Darkroom Timer using PIC16F84 microcontroller




Source Code for PIC16F84 and CD4511 decoder

Also, there is an updated version with NPN drivers replacing the 4511 and many new features by Brendon Archibald [websales   optusnet.com.au]

DARKROOM TIMER

Darkroom Timer

The purpose of this project is to present a device that is useful and at the 
same time demonstrate to the beginner many features involved in programming 
the PIC.  Some of the topics included are:

  *   Simple use of MPASM assembler
  *   Demonstration of use of timer 0 and the prescaler
  *   Use of length of instructions to set up timing delays
  *   Using interrupt routines
  *   Detection of switch closures including debouncing
  *   Saving and recovering data from the onboard EEPROM

DESCRIPTION

When the unit is turned on the last used starting count, minutes 0-99, 
seconds 0-59, is showing on the display.  The start count is held in data 
EEPROM of the PIC16F84.  Countdown starts when the start button is pressed.  
An alarm is sounded when the count reaches zero.  The alarm continues until 
start is pressed again.  This press also returns the starting count to the 
display.  Pressing start before reaching zero also returns to starting 
conditions.

The start count can be changed if the set button is pressed before countdown.
Each digit is lit in turn, incrementing from zero until the set button is 
pressed again.  The new start count is saved in EEPROM after the final press 
of the set button.

There are 15 settable start counts.  You cycle through them using the select 
pushbutton.  The set button changes only the starting count presently 
displayed.

MPASM

The source code for MPASM is in the file 'CNTDN.ASM'. It's about as simple as 
you can get as far as assembler directives go.  'LIST' defines the processor, 
while additional code brought in by '#INCLUDE' define all special function
registers, bits etc. #DEFINEs are used to make the code clearer.'ORG 0' says
to start the code at location 0 and 'END' marks the end of the program.

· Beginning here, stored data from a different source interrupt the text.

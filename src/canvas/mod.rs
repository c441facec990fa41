//! # Label Canvas
//!
//! An explicit, caller-owned drawing surface for one label design.
//!
//! The canvas is built in **millimeters**: the caller adds primitives (text,
//! 1D/2D barcodes, lines, shapes, images), each validated against the canvas
//! bounds and its own parameter rules at draw time. A failed draw returns an
//! error and leaves the canvas untouched. [`Canvas::render`] then converts
//! everything to printer dots and produces a packed [`RasterBuffer`].
//!
//! ```
//! use rotulo::canvas::{Canvas, Rotation, Text};
//! use rotulo::printer::PrinterConfig;
//!
//! let mut canvas = Canvas::new(50.0, 30.0, Rotation::R0, &PrinterConfig::B21)?;
//! canvas.draw_text(Text {
//!     x: 2.0, y: 2.0, w: 46.0, h: 8.0,
//!     content: "Hello".to_string(),
//!     font_size: 4.0,
//!     ..Default::default()
//! })?;
//! let raster = canvas.render(1.0)?;
//! assert_eq!(raster.stride(), (raster.width as usize).div_ceil(8));
//! # Ok::<(), rotulo::error::CanvasError>(())
//! ```
//!
//! The primitive list serializes to JSON ([`Canvas::to_json`]) as the label
//! description submitted with a print job, and round-trips back with
//! [`Canvas::from_json`].

use serde::{Deserialize, Serialize};

use crate::error::CanvasError;
use crate::printer::PrinterConfig;
use crate::render::{Binarization, RasterBuffer};
use crate::units;

pub mod barcode;
pub mod image;
pub mod shape;
pub mod text;

pub use barcode::{Symbology1d, Symbology2d};

/// Geometry tolerance for bounds checks, in millimeters.
const EPSILON_MM: f32 = 0.05;

/// Maximum canvas edge in millimeters.
const MAX_EDGE_MM: f32 = 1000.0;

// ============================================================================
// GEOMETRY
// ============================================================================

/// Rotation in quarter turns. The only angles the printer understands.
#[derive(Debug, Clone, Copy, PartialEq, Eq, Default, Serialize, Deserialize)]
#[serde(try_from = "i32", into = "i32")]
pub enum Rotation {
    #[default]
    R0,
    R90,
    R180,
    R270,
}

impl Rotation {
    /// Parse degrees; anything outside {0, 90, 180, 270} is rejected.
    pub fn from_degrees(degrees: i32) -> Result<Self, CanvasError> {
        match degrees {
            0 => Ok(Rotation::R0),
            90 => Ok(Rotation::R90),
            180 => Ok(Rotation::R180),
            270 => Ok(Rotation::R270),
            other => Err(CanvasError::InvalidRotation(other)),
        }
    }

    pub fn degrees(self) -> i32 {
        match self {
            Rotation::R0 => 0,
            Rotation::R90 => 90,
            Rotation::R180 => 180,
            Rotation::R270 => 270,
        }
    }

    /// Whether this rotation swaps width and height.
    pub fn swaps_axes(self) -> bool {
        matches!(self, Rotation::R90 | Rotation::R270)
    }
}

impl TryFrom<i32> for Rotation {
    type Error = CanvasError;
    fn try_from(v: i32) -> Result<Self, Self::Error> {
        Rotation::from_degrees(v)
    }
}

impl From<Rotation> for i32 {
    fn from(r: Rotation) -> i32 {
        r.degrees()
    }
}

/// Horizontal text alignment.
#[derive(Debug, Clone, Copy, PartialEq, Eq, Default, Serialize, Deserialize)]
#[serde(rename_all = "snake_case")]
pub enum HAlign {
    #[default]
    Left,
    Center,
    Right,
}

/// Vertical text alignment.
#[derive(Debug, Clone, Copy, PartialEq, Eq, Default, Serialize, Deserialize)]
#[serde(rename_all = "snake_case")]
pub enum VAlign {
    #[default]
    Top,
    Middle,
    Bottom,
}

/// What happens when text exceeds its box width.
#[derive(Debug, Clone, Copy, PartialEq, Eq, Default, Serialize, Deserialize)]
#[serde(rename_all = "snake_case")]
pub enum LineMode {
    /// Word-wrap onto additional lines
    #[default]
    Wrap,
    /// Clip at the box edge
    Clip,
}

/// Outline style for lines and shapes.
#[derive(Debug, Clone, Copy, PartialEq, Serialize, Deserialize)]
#[serde(rename_all = "snake_case", tag = "style")]
pub enum LineStyle {
    Solid,
    /// Dash/space lengths in millimeters
    Dashed { dash: f32, gap: f32 },
}

impl Default for LineStyle {
    fn default() -> Self {
        LineStyle::Solid
    }
}

// ============================================================================
// PRIMITIVES
// ============================================================================

/// Font style flags.
#[derive(Debug, Clone, Copy, PartialEq, Eq, Default, Serialize, Deserialize)]
pub struct TextStyle {
    #[serde(default)]
    pub bold: bool,
    #[serde(default)]
    pub italic: bool,
    #[serde(default)]
    pub underline: bool,
    #[serde(default)]
    pub strikethrough: bool,
}

/// Text element. Position, size and spacing are millimeters.
#[derive(Debug, Clone, PartialEq, Serialize, Deserialize)]
pub struct Text {
    pub x: f32,
    pub y: f32,
    pub w: f32,
    pub h: f32,
    pub content: String,
    /// Glyph height in millimeters
    pub font_size: f32,
    #[serde(default)]
    pub rotation: Rotation,
    #[serde(default)]
    pub h_align: HAlign,
    #[serde(default)]
    pub v_align: VAlign,
    #[serde(default)]
    pub line_mode: LineMode,
    /// Extra space between characters, millimeters
    #[serde(default)]
    pub letter_spacing: f32,
    /// Extra space between lines, millimeters
    #[serde(default)]
    pub line_spacing: f32,
    #[serde(default)]
    pub style: TextStyle,
}

impl Default for Text {
    fn default() -> Self {
        Self {
            x: 0.0,
            y: 0.0,
            w: 10.0,
            h: 5.0,
            content: String::new(),
            font_size: 3.0,
            rotation: Rotation::R0,
            h_align: HAlign::Left,
            v_align: VAlign::Top,
            line_mode: LineMode::Wrap,
            letter_spacing: 0.0,
            line_spacing: 0.0,
            style: TextStyle::default(),
        }
    }
}

/// Where the human-readable text of a 1D barcode goes.
#[derive(Debug, Clone, Copy, PartialEq, Eq, Default, Serialize, Deserialize)]
#[serde(rename_all = "snake_case")]
pub enum TextPosition {
    #[default]
    Below,
    Above,
    Hidden,
}

/// 1D barcode element.
#[derive(Debug, Clone, PartialEq, Serialize, Deserialize)]
pub struct Barcode1d {
    pub x: f32,
    pub y: f32,
    pub w: f32,
    /// Total height including the human-readable text band
    pub h: f32,
    pub content: String,
    pub symbology: Symbology1d,
    #[serde(default)]
    pub rotation: Rotation,
    /// Height of the human-readable text band, millimeters
    #[serde(default = "default_text_height")]
    pub text_height: f32,
    #[serde(default)]
    pub text_position: TextPosition,
}

fn default_text_height() -> f32 {
    3.0
}

/// 2D barcode element.
#[derive(Debug, Clone, PartialEq, Serialize, Deserialize)]
pub struct Barcode2d {
    pub x: f32,
    pub y: f32,
    pub w: f32,
    pub h: f32,
    pub content: String,
    pub symbology: Symbology2d,
    #[serde(default)]
    pub rotation: Rotation,
}

/// Line element: a filled w x h bar, optionally dashed along its long axis.
#[derive(Debug, Clone, PartialEq, Serialize, Deserialize)]
pub struct Line {
    pub x: f32,
    pub y: f32,
    pub w: f32,
    pub h: f32,
    #[serde(default)]
    pub rotation: Rotation,
    #[serde(default, flatten)]
    pub line_style: LineStyle,
}

/// Shape outline kinds.
#[derive(Debug, Clone, Copy, PartialEq, Serialize, Deserialize)]
#[serde(rename_all = "snake_case", tag = "kind")]
pub enum ShapeKind {
    Rectangle,
    /// Corner radius in millimeters
    RoundedRectangle { radius: f32 },
    Ellipse,
    Circle,
}

/// Shape element: an outline drawn with `line_width` ink.
#[derive(Debug, Clone, PartialEq, Serialize, Deserialize)]
pub struct Shape {
    pub x: f32,
    pub y: f32,
    pub w: f32,
    pub h: f32,
    #[serde(flatten)]
    pub kind: ShapeKind,
    /// Outline thickness in millimeters
    pub line_width: f32,
    #[serde(default)]
    pub rotation: Rotation,
    #[serde(default, flatten)]
    pub line_style: LineStyle,
}

/// How image pixels become ink.
#[derive(Debug, Clone, Copy, PartialEq, Serialize, Deserialize)]
#[serde(rename_all = "snake_case", tag = "mode")]
pub enum ImageProcessing {
    /// Hard cutoff: luma at or below `level` prints black
    Threshold { level: u8 },
    /// Keep grayscale and let Bayer dithering pattern it
    Dither,
}

impl Default for ImageProcessing {
    fn default() -> Self {
        ImageProcessing::Threshold { level: 127 }
    }
}

/// Image element carrying encoded image bytes (PNG, JPEG, ...).
#[derive(Debug, Clone, PartialEq, Serialize, Deserialize)]
pub struct ImageElement {
    pub x: f32,
    pub y: f32,
    pub w: f32,
    pub h: f32,
    /// Encoded image file contents
    pub data: Vec<u8>,
    #[serde(default)]
    pub rotation: Rotation,
    #[serde(default)]
    pub processing: ImageProcessing,
}

/// One draw primitive on the canvas.
#[derive(Debug, Clone, PartialEq, Serialize, Deserialize)]
#[serde(tag = "type", rename_all = "snake_case")]
pub enum Primitive {
    Text(Text),
    Barcode1d(Barcode1d),
    Barcode2d(Barcode2d),
    Line(Line),
    Shape(Shape),
    Image(ImageElement),
}
//! Line and shape outline rasterization.
//!
//! Lines are filled bars (dashes run along the long axis). Shapes are
//! outlines drawn as the set difference between the full figure and the
//! figure shrunk by the line width, which handles rectangles, rounded
//! rectangles and ellipses with one membership test each.

use crate::canvas::{ElementRaster, Line, LineStyle, Shape, ShapeKind};
use crate::units;

/// Rasterize a line element.
pub(crate) fn render_line(line: &Line, px_per_mm: f32) -> ElementRaster {
    let w = units::mm_to_px(line.w, px_per_mm, 1.0).max(1) as usize;
    let h = units::mm_to_px(line.h, px_per_mm, 1.0).max(1) as usize;
    let mut intensity = vec![0.0f32; w * h];

    let dash_period = dash_period_px(line.line_style, px_per_mm);
    let horizontal = w >= h;

    for y in 0..h {
        for x in 0..w {
            let along = if horizontal { x } else { y };
            if dash_visible(along, dash_period) {
                intensity[y * w + x] = 1.0;
            }
        }
    }

    ElementRaster {
        x: units::mm_to_px(line.x, px_per_mm, 1.0),
        y: units::mm_to_px(line.y, px_per_mm, 1.0),
        width: w,
        height: h,
        intensity,
    }
}

/// Rasterize a shape outline.
pub(crate) fn render_shape(shape: &Shape, px_per_mm: f32) -> ElementRaster {
    let w = units::mm_to_px(shape.w, px_per_mm, 1.0).max(1) as usize;
    let h = units::mm_to_px(shape.h, px_per_mm, 1.0).max(1) as usize;
    let lw = (units::mm_to_px(shape.line_width, px_per_mm, 1.0).max(1)) as f32;
    let radius = match shape.kind {
        ShapeKind::RoundedRectangle { radius } => {
            units::mm_to_px(radius, px_per_mm, 1.0).max(0) as f32
        }
        _ => 0.0,
    };
    let dash_period = dash_period_px(shape.line_style, px_per_mm);

    let mut intensity = vec![0.0f32; w * h];
    for y in 0..h {
        for x in 0..w {
            let px = x as f32 + 0.5;
            let py = y as f32 + 0.5;
            let outer = inside(shape.kind, px, py, w as f32, h as f32, radius);
            let inner = inside_shrunk(shape.kind, px, py, w as f32, h as f32, radius, lw);
            if outer && !inner && dash_visible_outline(x, y, w, h, dash_period) {
                intensity[y * w + x] = 1.0;
            }
        }
    }

    ElementRaster {
        x: units::mm_to_px(shape.x, px_per_mm, 1.0),
        y: units::mm_to_px(shape.y, px_per_mm, 1.0),
        width: w,
        height: h,
        intensity,
    }
}

fn dash_period_px(style: LineStyle, px_per_mm: f32) -> Option<(usize, usize)> {
    match style {
        LineStyle::Solid => None,
        LineStyle::Dashed { dash, gap } => Some((
            units::mm_to_px(dash, px_per_mm, 1.0).max(1) as usize,
            units::mm_to_px(gap, px_per_mm, 1.0).max(1) as usize,
        )),
    }
}

fn dash_visible(along: usize, period: Option<(usize, usize)>) -> bool {
    match period {
        None => true,
        Some((dash, gap)) => along % (dash + gap) < dash,
    }
}

/// Dash phase for outlines: measured along the nearest edge so corners stay
/// drawn.
fn dash_visible_outline(
    x: usize,
    y: usize,
    w: usize,
    h: usize,
    period: Option<(usize, usize)>,
) -> bool {
    let Some(period) = period else { return true };
    // Distance along the perimeter, approximated by the dominant axis of the
    // nearest edge.
    let to_top = y;
    let to_bottom = h - 1 - y;
    let to_left = x;
    let to_right = w - 1 - x;
    let vertical_edge = to_left.min(to_right) < to_top.min(to_bottom);
    let along = if vertical_edge { y } else { x };
    dash_visible(along, Some(period))
}

fn inside(kind: ShapeKind, px: f32, py: f32, w: f32, h: f32, radius: f32) -> bool {
    match kind {
        ShapeKind::Rectangle => px >= 0.0 && px <= w && py >= 0.0 && py <= h,
        ShapeKind::RoundedRectangle { .. } => inside_rounded(px, py, w, h, radius),
        ShapeKind::Ellipse => inside_ellipse(px, py, w / 2.0, h / 2.0, w / 2.0, h / 2.0),
        ShapeKind::Circle => {
            let r = w.min(h) / 2.0;
            inside_ellipse(px, py, w / 2.0, h / 2.0, r, r)
        }
    }
}

fn inside_shrunk(kind: ShapeKind, px: f32, py: f32, w: f32, h: f32, radius: f32, lw: f32) -> bool {
    if 2.0 * lw >= w.min(h) {
        // Outline thicker than the figure: fully filled
        return false;
    }
    match kind {
        ShapeKind::Rectangle => px >= lw && px <= w - lw && py >= lw && py <= h - lw,
        ShapeKind::RoundedRectangle { .. } => {
            inside_rounded(px - lw, py - lw, w - 2.0 * lw, h - 2.0 * lw, (radius - lw).max(0.0))
        }
        ShapeKind::Ellipse => {
            inside_ellipse(px, py, w / 2.0, h / 2.0, w / 2.0 - lw, h / 2.0 - lw)
        }
        ShapeKind::Circle => {
            let r = w.min(h) / 2.0 - lw;
            inside_ellipse(px, py, w / 2.0, h / 2.0, r, r)
        }
    }
}

fn inside_ellipse(px: f32, py: f32, cx: f32, cy: f32, rx: f32, ry: f32) -> bool {
    if rx <= 0.0 || ry <= 0.0 {
        return false;
    }
    let dx = (px - cx) / rx;
    let dy = (py - cy) / ry;
    dx * dx + dy * dy <= 1.0
}

fn inside_rounded(px: f32, py: f32, w: f32, h: f32, radius: f32) -> bool {
    if px < 0.0 || px > w || py < 0.0 || py > h {
        return false;
    }
    let r = radius.min(w / 2.0).min(h / 2.0);
    if r <= 0.0 {
        return true;
    }
    // Corner circle centers
    let cx = px.clamp(r, w - r);
    let cy = py.clamp(r, h - r);
    let dx = px - cx;
    let dy = py - cy;
    dx * dx + dy * dy <= r * r
}

#[cfg(test)]
mod tests {
    use super::*;
    use crate::canvas::Rotation;

    fn shape(kind: ShapeKind) -> Shape {
        Shape {
            x: 0.0,
            y: 0.0,
            w: 10.0,
            h: 10.0,
            kind,
            line_width: 0.5,
            rotation: Rotation::R0,
            line_style: LineStyle::Solid,
        }
    }

    fn at(el: &ElementRaster, x: usize, y: usize) -> f32 {
        el.intensity[y * el.width + x]
    }

    #[test]
    fn test_solid_line_fills_bar() {
        let line = Line {
            x: 0.0,
            y: 0.0,
            w: 10.0,
            h: 1.0,
            rotation: Rotation::R0,
            line_style: LineStyle::Solid,
        };
        let el = render_line(&line, 8.0);
        assert!(el.intensity.iter().all(|&v| v == 1.0));
    }

    #[test]
    fn test_dashed_line_has_gaps() {
        let line = Line {
            x: 0.0,
            y: 0.0,
            w: 20.0,
            h: 0.5,
            rotation: Rotation::R0,
            line_style: LineStyle::Dashed { dash: 2.0, gap: 1.0 },
        };
        let el = render_line(&line, 8.0);
        assert!(el.intensity.iter().any(|&v| v == 1.0));
        assert!(el.intensity.iter().any(|&v| v == 0.0));
    }

    #[test]
    fn test_rectangle_outline_hollow_center() {
        let el = render_shape(&shape(ShapeKind::Rectangle), 8.0);
        // Edges inked, center clear
        assert_eq!(at(&el, 0, 0), 1.0);
        assert_eq!(at(&el, el.width - 1, el.height - 1), 1.0);
        assert_eq!(at(&el, el.width / 2, el.height / 2), 0.0);
    }

    #[test]
    fn test_ellipse_outline_corners_clear() {
        let el = render_shape(&shape(ShapeKind::Ellipse), 8.0);
        // Corners are outside the ellipse
        assert_eq!(at(&el, 0, 0), 0.0);
        // Midpoint of the left edge lies on the outline
        assert_eq!(at(&el, 0, el.height / 2), 1.0);
        assert_eq!(at(&el, el.width / 2, el.height / 2), 0.0);
    }

    #[test]
    fn test_rounded_rectangle_corner_clipped() {
        let mut s = shape(ShapeKind::RoundedRectangle { radius: 3.0 });
        s.line_width = 0.5;
        let el = render_shape(&s, 8.0);
        // Sharp corner pixel is outside the rounded figure
        assert_eq!(at(&el, 0, 0), 0.0);
        // Edge midpoints remain on the outline
        assert_eq!(at(&el, el.width / 2, 0), 1.0);
    }

    #[test]
    fn test_circle_in_wide_box_uses_min_axis() {
        let mut s = shape(ShapeKind::Circle);
        s.w = 20.0;
        s.h = 10.0;
        let el = render_shape(&s, 8.0);
        // Leftmost column lies outside the centered circle
        assert!(el.intensity[..el.height]
            .iter()
            .enumerate()
            .all(|(i, _)| at(&el, 0, i) == 0.0));
    }

    #[test]
    fn test_thick_outline_fills_figure() {
        let mut s = shape(ShapeKind::Rectangle);
        s.line_width = 6.0; // twice the half-extent of a 10mm box
        let el = render_shape(&s, 8.0);
        assert_eq!(at(&el, el.width / 2, el.height / 2), 1.0);
    }
}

Labels start in the first column.  Both the equates and destination lines have
labels attached to them. Everything else starts in column 2 or beyond. #define
and #include could optionally start in column 1 also.   Look over "p16F84.inc"
to see all the definitions included. Individual bits of registers have names
which should be used rather than numbers, i.e. STATUS,Z rather than STATUS,2.
Defines replace the corresponding numbers involved and make things clearer, 
( PORTA,START_PB rather than PORTA,7).

When you assemble 'CNTDN.ASM', you will get a number of warnings and messages. 
The warnings are because of the instructions 'TRIS' and 'OPTION'.  Ignore them, 
it's the easiest way to set up these registers.  The messages are because MPASM 
can't keep track of which page you are in.  Just make sure that RB0 of STATUS 
has been set before the instructions mentioned are reached and cleared
afterwards.

THE CODE

There are two routine going on at the same time.  The main routine sets 
initial conditions and then loops, checking switches and for an alarm flag at
termination of the count. An interrupt routine does the multiplexing of the
display and decrements the count every second if a countdown is in progress.
It also sets an alarm flag when the count reaches zero.  The interrupt is
based on the overflow of timer 0, (TMR0). 
Schematic Darkroom Timer
TIMING

Two methods of timing are used in the program, TMR0 for the interrupt routine 
and instruction length timing for delays in switch debouncing and alarm 
generation.

SETTING UP TIMER ZERO

TMR0 setup is complicated.  Timer zero continually increments.  When it rolls 
over, a flag, T0IF in the INTCON register, is set.  We are responsible for 
clearing the flag in software.  If we wanted, we could just poll this flag.  
This requires a loop, constantly checking the flag.  A better way is to 
enable timer zero interrupt, (T0IE in INTCON = 1), and enable interrupts in 
general, (GIE in INTCON = 1).  With both bits set, an overflow of TMR0 will 
raise T0IF and cause a CALL to location 4 which is a jump to the interrupt 
routine.

GIE is cleard when the routine is entered so other interrupts won't 
interfere.  GIE will be reset at the end of the routine by RETFIE, (return 
and enable GIE).  Don't forget to clear T0IF or we are right back in the 
interrupt situation again.  Code is also necessary at the beginning and end 
of the routine to save and restore the values of W and the STATUS register.  
Remember, there is another routine going on, (MAIN), which may require these
values.  Saving these is a little tricky because we can't use any 
instructions that change the value of STATUS to do it. SWAP seems to work.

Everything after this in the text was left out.